Ohio House GOP divided as rebels pursue own interests
Ohio House Speaker Jason Stephens, a Republican from Lawrence County’s Kitts Hill, recently stripped committee chairmanships from rebels in his GOP caucus. That provoked yelps from those who lost gavels (and the constitutionally questionable $9,000-a-year salary supplement a committee chairmanship confers).
At issue: The rebels’ attempts to undermine Stephens by supporting primary election challengers to GOP House candidates who had backed Stephens for speaker in January or were seen as possible Stephens supporters in 2025.

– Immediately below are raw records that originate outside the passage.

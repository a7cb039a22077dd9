//! Shared helpers for the engine integration tests

#![allow(dead_code)]

use std::collections::VecDeque;
use std::io;
use std::sync::{mpsc, Arc, Mutex, MutexGuard};
use std::thread;
use std::time::{Duration, Instant};

use chrono::{DateTime, TimeZone, Utc};
use tokio::runtime::Runtime;
use tradelog::batch::BatchCursor;
use tradelog::record::{LogRecord, SaveOptions};
use tradelog::trade::{ItemRecord, PlayerRecord, ShopRecord, TradeRecord};
use tradelog::writer::{PersistError, PersistResult, RecordWriter};
use tradelog::{EngineConfig, LoggerBuilder, SingleWriterLogger};
use uuid::Uuid;

// =============================================================================
// Records
// =============================================================================

/// Minimal record carrying only an id.
#[derive(Debug, Clone, PartialEq, Eq)]
pub struct Event {
    pub id: u32,
    pub at: DateTime<Utc>,
}

impl LogRecord for Event {
    fn timestamp(&self) -> DateTime<Utc> {
        self.at
    }
}

pub fn event(id: u32) -> Event {
    Event {
        id,
        at: Utc::now(),
    }
}

pub fn events(ids: std::ops::RangeInclusive<u32>) -> Vec<Event> {
    ids.map(event).collect()
}

/// A trade of `player` on 2024-05-`day` at `hour`:00:00 UTC.
pub fn trade(day: u32, hour: u32, player: &str) -> TradeRecord {
    TradeRecord::new(
        Utc.with_ymd_and_hms(2024, 5, day, hour, 0, 0).unwrap(),
        PlayerRecord::new(Uuid::new_v4(), player),
        ShopRecord::new(Uuid::new_v4(), "villager", Some("world".to_string()), 1, 2, 3, None),
        ItemRecord::new("DIAMOND", 1),
        ItemRecord::new("EMERALD", 5),
        None,
        1,
    )
}

// =============================================================================
// Memory writer
// =============================================================================

/// Scripted behavior of one `write_batch` call.
#[derive(Debug, Clone, Copy)]
pub enum Step {
    /// Persist up to `n` records, then fail
    FailAfter(usize),
    /// Persist up to `n` records, then panic
    PanicAfter(usize),
}

#[derive(Debug, Default)]
pub struct WriterLog {
    pub persisted: Vec<u32>,
    pub setups: usize,
    pub attempts: usize,
    pub options_seen: Vec<SaveOptions>,
}

/// Shared view of what a [`MemoryWriter`] did.
#[derive(Debug, Clone, Default)]
pub struct WriterProbe {
    log: Arc<Mutex<WriterLog>>,
}

impl WriterProbe {
    pub fn log(&self) -> MutexGuard<'_, WriterLog> {
        self.log.lock().unwrap()
    }

    pub fn persisted(&self) -> Vec<u32> {
        self.log().persisted.clone()
    }

    pub fn attempts(&self) -> usize {
        self.log().attempts
    }

    pub fn setups(&self) -> usize {
        self.log().setups
    }
}

/// Writer that "persists" record ids into a shared log.
pub struct MemoryWriter {
    probe: WriterProbe,
    script: VecDeque<Step>,
    fail_forever: bool,
    fail_setup: bool,
    gate: Option<mpsc::Receiver<()>>,
}

impl MemoryWriter {
    pub fn new() -> (Self, WriterProbe) {
        let probe = WriterProbe::default();
        let writer = Self {
            probe: probe.clone(),
            script: VecDeque::new(),
            fail_forever: false,
            fail_setup: false,
            gate: None,
        };
        (writer, probe)
    }

    /// Scripts the next `write_batch` calls; unscripted calls succeed.
    pub fn script(mut self, steps: impl IntoIterator<Item = Step>) -> Self {
        self.script.extend(steps);
        self
    }

    pub fn fail_forever(mut self) -> Self {
        self.fail_forever = true;
        self
    }

    pub fn fail_setup(mut self) -> Self {
        self.fail_setup = true;
        self
    }

    /// Every `write_batch` call blocks until a token is sent.
    pub fn gated(mut self) -> (Self, mpsc::Sender<()>) {
        let (tx, rx) = mpsc::channel();
        self.gate = Some(rx);
        (self, tx)
    }

    fn persist(&self, cursor: &mut BatchCursor<Event>, limit: usize) {
        let mut log = self.probe.log();
        for _ in 0..limit {
            match cursor.peek_next_unsaved() {
                Some(event) => log.persisted.push(event.id),
                None => break,
            }
            cursor.advance();
        }
    }
}

fn injected(message: &str) -> PersistError {
    PersistError::append_failed(message, io::Error::new(io::ErrorKind::Other, "injected failure"))
}

impl RecordWriter<Event> for MemoryWriter {
    fn storage_type(&self) -> &str {
        "memory"
    }

    fn setup(&mut self) -> PersistResult<()> {
        self.probe.log().setups += 1;
        if self.fail_setup {
            return Err(PersistError::setup_failed(
                "memory backend unavailable",
                io::Error::new(io::ErrorKind::NotFound, "no backend"),
            ));
        }
        Ok(())
    }

    fn write_batch(&mut self, cursor: &mut BatchCursor<Event>, options: &SaveOptions) -> PersistResult<()> {
        {
            let mut log = self.probe.log();
            log.attempts += 1;
            log.options_seen.push(*options);
        }
        if let Some(gate) = &self.gate {
            let _ = gate.recv();
        }

        match self.script.pop_front() {
            Some(Step::FailAfter(n)) => {
                self.persist(cursor, n);
                Err(injected("scripted failure"))
            }
            Some(Step::PanicAfter(n)) => {
                self.persist(cursor, n);
                panic!("scripted panic");
            }
            None if self.fail_forever => Err(injected("backend down")),
            None => {
                self.persist(cursor, usize::MAX);
                Ok(())
            }
        }
    }
}

// =============================================================================
// Engine helpers
// =============================================================================

/// Config with a fast retry delay.
pub fn config(debounce_ms: u64, max_attempts: u32) -> EngineConfig {
    EngineConfig {
        debounce_ms,
        save_max_attempts: max_attempts,
        save_retry_delay_ms: 1,
        ..EngineConfig::default()
    }
}

pub fn runtime() -> Runtime {
    Runtime::new().expect("Failed to create runtime")
}

pub fn start(rt: &Runtime, writer: MemoryWriter, config: EngineConfig) -> SingleWriterLogger<Event> {
    LoggerBuilder::new(config).start_with_writer(Box::new(writer), rt.handle())
}

/// Polls `condition` until it holds or `timeout` passes.
pub fn wait_until(timeout: Duration, mut condition: impl FnMut() -> bool) -> bool {
    let deadline = Instant::now() + timeout;
    while Instant::now() < deadline {
        if condition() {
            return true;
        }
        thread::sleep(Duration::from_millis(5));
    }
    condition()
}

pub fn init_tracing() {
    let _ = tracing_subscriber::fmt()
        .with_test_writer()
        .with_max_level(tracing::Level::DEBUG)
        .try_init();
}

Burrs under dissidents’ saddles: Stephens won the speakership almost 18 months ago because the House (67 Republicans, 32 Democrats) voted 54-43 (with two Republicans absent) to hand him its gavel.

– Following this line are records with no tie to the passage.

//! Crash point injection for durability testing
//!
//! A crash point is enabled through the `TRADELOG_CRASH_POINT` environment
//! variable. When the writer passes an enabled point, the process terminates
//! via `std::process::abort()`: no cleanup, no unwinding, no flushing of
//! buffered records.
//!
//! ```bash
//! TRADELOG_CRASH_POINT=csv_after_header ./server
//! ```
//!
//! Whatever a bucket file holds afterwards is what a real crash at that point
//! would leave behind.

use std::sync::OnceLock;

/// Name of the environment variable selecting the crash point.
pub const CRASH_POINT_ENV: &str = "TRADELOG_CRASH_POINT";

static CRASH_POINT: OnceLock<Option<String>> = OnceLock::new();

#[inline]
fn configured() -> Option<&'static str> {
    CRASH_POINT
        .get_or_init(|| std::env::var(CRASH_POINT_ENV).ok())
        .as_deref()
}

/// Whether the named crash point is enabled.
#[inline]
pub fn crash_point_enabled(name: &str) -> bool {
    configured() == Some(name)
}

/// Aborts the process if the named crash point is enabled.
#[inline]
pub fn maybe_crash(name: &str) {
    if crash_point_enabled(name) {
        eprintln!("[CRASH] Triggering crash at point: {}", name);
        std::process::abort();
    }
}

/// Defined crash point names
pub mod points {
    /// A new bucket file was created and its directory entry synced
    pub const CSV_AFTER_CREATE: &str = "csv_after_create";
    /// The header row of a bucket was written and synced
    pub const CSV_AFTER_HEADER: &str = "csv_after_header";
    /// A record row was written and synced, before the cursor moved
    pub const CSV_AFTER_RECORD: &str = "csv_after_record";
    /// A row was committed to the trade database, before the cursor moved
    pub const SQLITE_AFTER_INSERT: &str = "sqlite_after_insert";

    pub fn all() -> &'static [&'static str] {
        &[CSV_AFTER_CREATE, CSV_AFTER_HEADER, CSV_AFTER_RECORD, SQLITE_AFTER_INSERT]
    }
}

And of the 54 votes to elect Stephens. 32 came from the House’s Democrats, 22 from House Republicans. The remaining 43 House Republicans present voted for suburban Toledo Republican Derek Merrin: A third of the House’s Republicans voted for Stephens, twothirds for Merrin.
That touched off a civil war inside the House GOP caucus, which had the self-defeating effect of further empowering House Democrats – the very thing that the anti-stephens rebels oppose.
Of course, the rebels seemingly forget that in 2019,
Perry County Republican Larry Householder unseated the previous session’s speaker, Gallia County Republican Ryan Smith, because 26 of the 38 Democrats then in the House voted for Householder. Thanks to the House Bill 6 scandal, Householder is now in federal custody. That is, what was acceptable to House Republicans in 2019 became a sneaky double-cross in 2023.
And in a complicating factor for Stephens, lameduck Senate President Matt Huffman, a Lima Republican, certain to be elected to the House in November, has all but officially declared he’ll challenge Stephens for the speakership in January.